Standing waves on the moon

American scientists L. Chadderton, F. Krajigenbridge, R. Katz and A. Pouved suggested that the natural oscillations of the moon, caused by the fall of giant meteorites, can play a large role in creating large-scale features of the lunar surface.

The observed natural oscillations of the Earth, the largest of which had a period of about an hour, were excited by large earthquakes, in particular, Kamchatka 1952, Chilean 1960, Alaska 1964.

The oscillations of the Earth form on the surface of the globe two systems perpendicular to each other of the nodal lines, where the displacements are equal to zero; these lines are similar to the circles of longitude and latitude. Two types of natural oscillations are possible: torsional, when displacements occur tangentially to the sphere, and spheroidal, at which displacements also take place along the radius.

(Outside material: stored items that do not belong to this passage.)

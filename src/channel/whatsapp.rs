//! WhatsApp Cloud API: webhook parsing and the outbound client

use super::InboundMessage;
use crate::flow::Message;
use crate::ports::{InteractiveAction, InteractiveMessage, MessagingError, MessagingPort};
use crate::state::ChannelIdentity;
use async_trait::async_trait;
use reqwest::header::RETRY_AFTER;
use reqwest::{Client, StatusCode};
use serde::Deserialize;
use serde_json::{json, Value};
use std::time::Duration;

// ============================================================================
// Webhook payload
// ============================================================================

#[derive(Debug, Default, Deserialize)]
pub struct WebhookPayload {
    #[serde(default)]
    entry: Vec<Entry>,
}

#[derive(Debug, Deserialize)]
struct Entry {
    #[serde(default)]
    changes: Vec<Change>,
}

#[derive(Debug, Deserialize)]
struct Change {
    value: ChangeValue,
}

/// Status callbacks carry `statuses` and no `messages`
#[derive(Debug, Deserialize)]
struct ChangeValue {
    #[serde(default)]
    messages: Vec<WaMessage>,
}

#[derive(Debug, Deserialize)]
struct WaMessage {
    from: String,
    #[serde(default)]
    id: Option<String>,
    #[serde(rename = "type")]
    kind: String,
    #[serde(default)]
    text: Option<WaText>,
    #[serde(default)]
    interactive: Option<WaInteractive>,
    #[serde(default)]
    button: Option<WaTemplateButton>,
}

#[derive(Debug, Deserialize)]
struct WaText {
    body: String,
}

#[derive(Debug, Deserialize)]
struct WaInteractive {
    #[serde(default)]
    button_reply: Option<WaReply>,
    #[serde(default)]
    list_reply: Option<WaReply>,
}

#[derive(Debug, Deserialize)]
struct WaReply {
    id: String,
    #[serde(default)]
    title: String,
}

/// Quick-reply button on a template message
#[derive(Debug, Deserialize)]
struct WaTemplateButton {
    #[serde(default)]
    payload: Option<String>,
    text: String,
}

impl WaMessage {
    fn to_message(&self) -> Option<Message> {
        match self.kind.as_str() {
            "text" => self.text.as_ref().map(|t| Message::text(&t.body)),
            "interactive" => {
                let interactive = self.interactive.as_ref()?;
                if let Some(reply) = &interactive.button_reply {
                    Some(Message::button(&reply.id, &reply.title))
                } else {
                    interactive
                        .list_reply
                        .as_ref()
                        .map(|reply| Message::list_selection(&reply.id, &reply.title))
                }
            }
            "button" => self.button.as_ref().map(|b| {
                Message::button(b.payload.as_deref().unwrap_or(&b.text), &b.text)
            }),
            _ => None,
        }
    }
}

/// Every user message in a delivery, in payload order.
///
/// Status callbacks and unsupported message types (media, location) yield
/// nothing.
pub fn parse_webhook(payload: &WebhookPayload) -> Vec<InboundMessage> {
    payload
        .entry
        .iter()
        .flat_map(|entry| &entry.changes)
        .flat_map(|change| &change.value.messages)
        .filter_map(|wa| {
            let Some(message) = wa.to_message() else {
                tracing::debug!(from = %wa.from, kind = %wa.kind, "Ignoring unsupported message type");
                return None;
            };
            Some(InboundMessage {
                identity: ChannelIdentity::whatsapp(&wa.from),
                message,
                message_id: wa.id.clone(),
            })
        })
        .collect()
}

// ============================================================================
// Outbound client
// ============================================================================

pub struct WhatsAppClient {
    client: Client,
    messages_url: String,
    access_token: String,
}

impl WhatsAppClient {
    pub fn new(
        api_base: &str,
        phone_number_id: &str,
        access_token: impl Into<String>,
        timeout: Duration,
    ) -> Result<Self, reqwest::Error> {
        let client = Client::builder().timeout(timeout).build()?;
        Ok(Self {
            client,
            messages_url: format!(
                "{}/{}/messages",
                api_base.trim_end_matches('/'),
                phone_number_id
            ),
            access_token: access_token.into(),
        })
    }

    async fn post(&self, recipient: &str, payload: Value) -> Result<(), MessagingError> {
        let response = self
            .client
            .post(&self.messages_url)
            .bearer_auth(&self.access_token)
            .json(&payload)
            .send()
            .await
            .map_err(|e| MessagingError::network(format!("Request failed: {e}")))?;

        let status = response.status();
        if status.is_success() {
            tracing::debug!(to = %recipient, "Message delivered to WhatsApp");
            return Ok(());
        }

        let retry_after = response
            .headers()
            .get(RETRY_AFTER)
            .and_then(|v| v.to_str().ok())
            .and_then(|v| v.trim().parse::<u64>().ok())
            .map(Duration::from_secs);
        let body = response.text().await.unwrap_or_default();
        Err(classify_error(status, retry_after, &body))
    }
}

fn classify_error(status: StatusCode, retry_after: Option<Duration>, body: &str) -> MessagingError {
    match status.as_u16() {
        401 | 403 => MessagingError::auth(format!("Authentication failed: {body}")),
        429 => {
            let err = MessagingError::rate_limit(format!("Rate limited: {body}"));
            match retry_after {
                Some(duration) => err.with_retry_after(duration),
                None => err,
            }
        }
        500..=599 => MessagingError::network(format!("Server error: {body}")),
        _ => MessagingError::rejected(format!("HTTP {status}: {body}")),
    }
}

fn text_payload(recipient: &str, text: &str) -> Value {
    json!({
        "messaging_product": "whatsapp",
        "recipient_type": "individual",
        "to": recipient,
        "type": "text",
        "text": { "body": text },
    })
}

fn interactive_payload(recipient: &str, message: &InteractiveMessage) -> Value {
    let interactive = match &message.action {
        InteractiveAction::Buttons { buttons } => json!({
            "type": "button",
            "body": { "text": message.body },
            "action": {
                "buttons": buttons
                    .iter()
                    .map(|b| json!({ "type": "reply", "reply": { "id": b.id, "title": b.title } }))
                    .collect::<Vec<_>>(),
            },
        }),
        InteractiveAction::List { button, sections } => json!({
            "type": "list",
            "body": { "text": message.body },
            "action": { "button": button, "sections": sections },
        }),
    };

    json!({
        "messaging_product": "whatsapp",
        "recipient_type": "individual",
        "to": recipient,
        "type": "interactive",
        "interactive": interactive,
    })
}

#[async_trait]
impl MessagingPort for WhatsAppClient {
    async fn send_text(&self, recipient: &str, text: &str) -> Result<(), MessagingError> {
        self.post(recipient, text_payload(recipient, text)).await
    }

    async fn send_interactive(
        &self,
        recipient: &str,
        message: &InteractiveMessage,
    ) -> Result<(), MessagingError> {
        self.post(recipient, interactive_payload(recipient, message))
            .await
    }
}

#[cfg(test)]
mod tests {
    use super::*;
    use crate::ports::{ListRow, ListSection, MessagingErrorKind, ReplyButton};

    fn payload(value: Value) -> WebhookPayload {
        serde_json::from_value(value).unwrap()
    }

    fn delivery(messages: Value) -> WebhookPayload {
        payload(json!({
            "object": "whatsapp_business_account",
            "entry": [{
                "id": "waba-1",
                "changes": [{
                    "field": "messages",
                    "value": {
                        "messaging_product": "whatsapp",
                        "metadata": { "phone_number_id": "123" },
                        "messages": messages,
                    },
                }],
            }],
        }))
    }

    #[test]
    fn test_text_message() {
        let inbound = parse_webhook(&delivery(json!([{
            "from": "263770000001",
            "id": "wamid.1",
            "timestamp": "1700000000",
            "type": "text",
            "text": { "body": "hi" },
        }])));

        assert_eq!(inbound.len(), 1);
        assert_eq!(inbound[0].identity, ChannelIdentity::whatsapp("263770000001"));
        assert_eq!(inbound[0].message, Message::text("hi"));
        assert_eq!(inbound[0].message_id.as_deref(), Some("wamid.1"));
    }

    #[test]
    fn test_button_and_list_replies() {
        let inbound = parse_webhook(&delivery(json!([
            {
                "from": "1",
                "type": "interactive",
                "interactive": { "type": "button_reply", "button_reply": { "id": "confirm", "title": "Yes" } },
            },
            {
                "from": "2",
                "type": "interactive",
                "interactive": { "type": "list_reply", "list_reply": { "id": "view_ledger", "title": "View ledger" } },
            },
        ])));

        assert_eq!(inbound[0].message, Message::button("confirm", "Yes"));
        assert_eq!(
            inbound[1].message,
            Message::list_selection("view_ledger", "View ledger")
        );
    }

    #[test]
    fn test_status_callback_has_no_messages() {
        let status = payload(json!({
            "entry": [{ "changes": [{ "value": { "statuses": [{ "id": "wamid.1", "status": "read" }] } }] }],
        }));
        assert!(parse_webhook(&status).is_empty());
        assert!(parse_webhook(&payload(json!({}))).is_empty());
    }

    #[test]
    fn test_unsupported_types_are_skipped() {
        let inbound = parse_webhook(&delivery(json!([
            { "from": "1", "type": "image", "image": { "id": "media-1" } },
            { "from": "1", "type": "text", "text": { "body": "menu" } },
        ])));
        assert_eq!(inbound.len(), 1);
        assert_eq!(inbound[0].message, Message::text("menu"));
    }

    #[test]
    fn test_interactive_payload_shapes() {
        let buttons = interactive_payload(
            "1",
            &InteractiveMessage::buttons("Sure?", vec![ReplyButton::new("confirm", "Yes")]),
        );
        assert_eq!(buttons["interactive"]["type"], "button");
        assert_eq!(buttons["interactive"]["action"]["buttons"][0]["reply"]["id"], "confirm");

        let list = interactive_payload(
            "1",
            &InteractiveMessage::list(
                "Menu",
                "Options",
                vec![ListSection {
                    title: "Choose".into(),
                    rows: vec![ListRow::new("make_offer", "Make offer")],
                }],
            ),
        );
        assert_eq!(list["interactive"]["type"], "list");
        assert_eq!(list["interactive"]["action"]["button"], "Options");
        assert_eq!(
            list["interactive"]["action"]["sections"][0]["rows"][0]["id"],
            "make_offer"
        );
        assert!(list["interactive"]["action"]["sections"][0]["rows"][0]
            .get("description")
            .is_none());
    }

    #[test]
    fn test_error_classification() {
        let err = classify_error(StatusCode::TOO_MANY_REQUESTS, Some(Duration::from_secs(9)), "");
        assert_eq!(err.kind, MessagingErrorKind::RateLimit);
        assert_eq!(err.retry_after, Some(Duration::from_secs(9)));
        assert_eq!(
            classify_error(StatusCode::UNAUTHORIZED, None, "").kind,
            MessagingErrorKind::Auth
        );
        assert_eq!(
            classify_error(StatusCode::BAD_REQUEST, None, "bad number").kind,
            MessagingErrorKind::Rejected
        );
    }
}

Dr. Chadderton and his colleagues came to the conclusion that the sudden release of energy on the lunar surface - during volcanic events or large meteorite falls - can initiate free oscillations of the Moon with the greatest periods of 16 minutes for torsional vibrations and 14 minutes for spheroidal ones. As a result of torsional vibrations, giant shear bands will appear, stretching in the directions northeast – southwest and northwest – southeast. For spheroidal vibrations, the picture will be similar, but compression and tension are also added.

This system of displacements, which covers the entire moon globe, is well linked to the system of preferential directions on the moon, described by Sparre in the 1940s. The predominant areas are primarily the linear formations on the continents of the Moon - the ramparts of craters, mountain ranges, valleys and fissures. Many old lunar craters have a markedly polygonal shape, and the directions of the sides often correspond to the global system of preferred directions. Thus, it seems that the natural oscillations of the moon are an important tectonic force on our satellite.

Under certain conditions, a local standing wave system may occur. In this case, the nodal lines will be a system of concentric circles. Perhaps it was the formation of such a system that played a role in the formation of the basin of the Eastern Sea, which is surrounded by several giant concentric ring shafts. For spheroidal vibrations, the picture will be similar, but compression and tension are also added.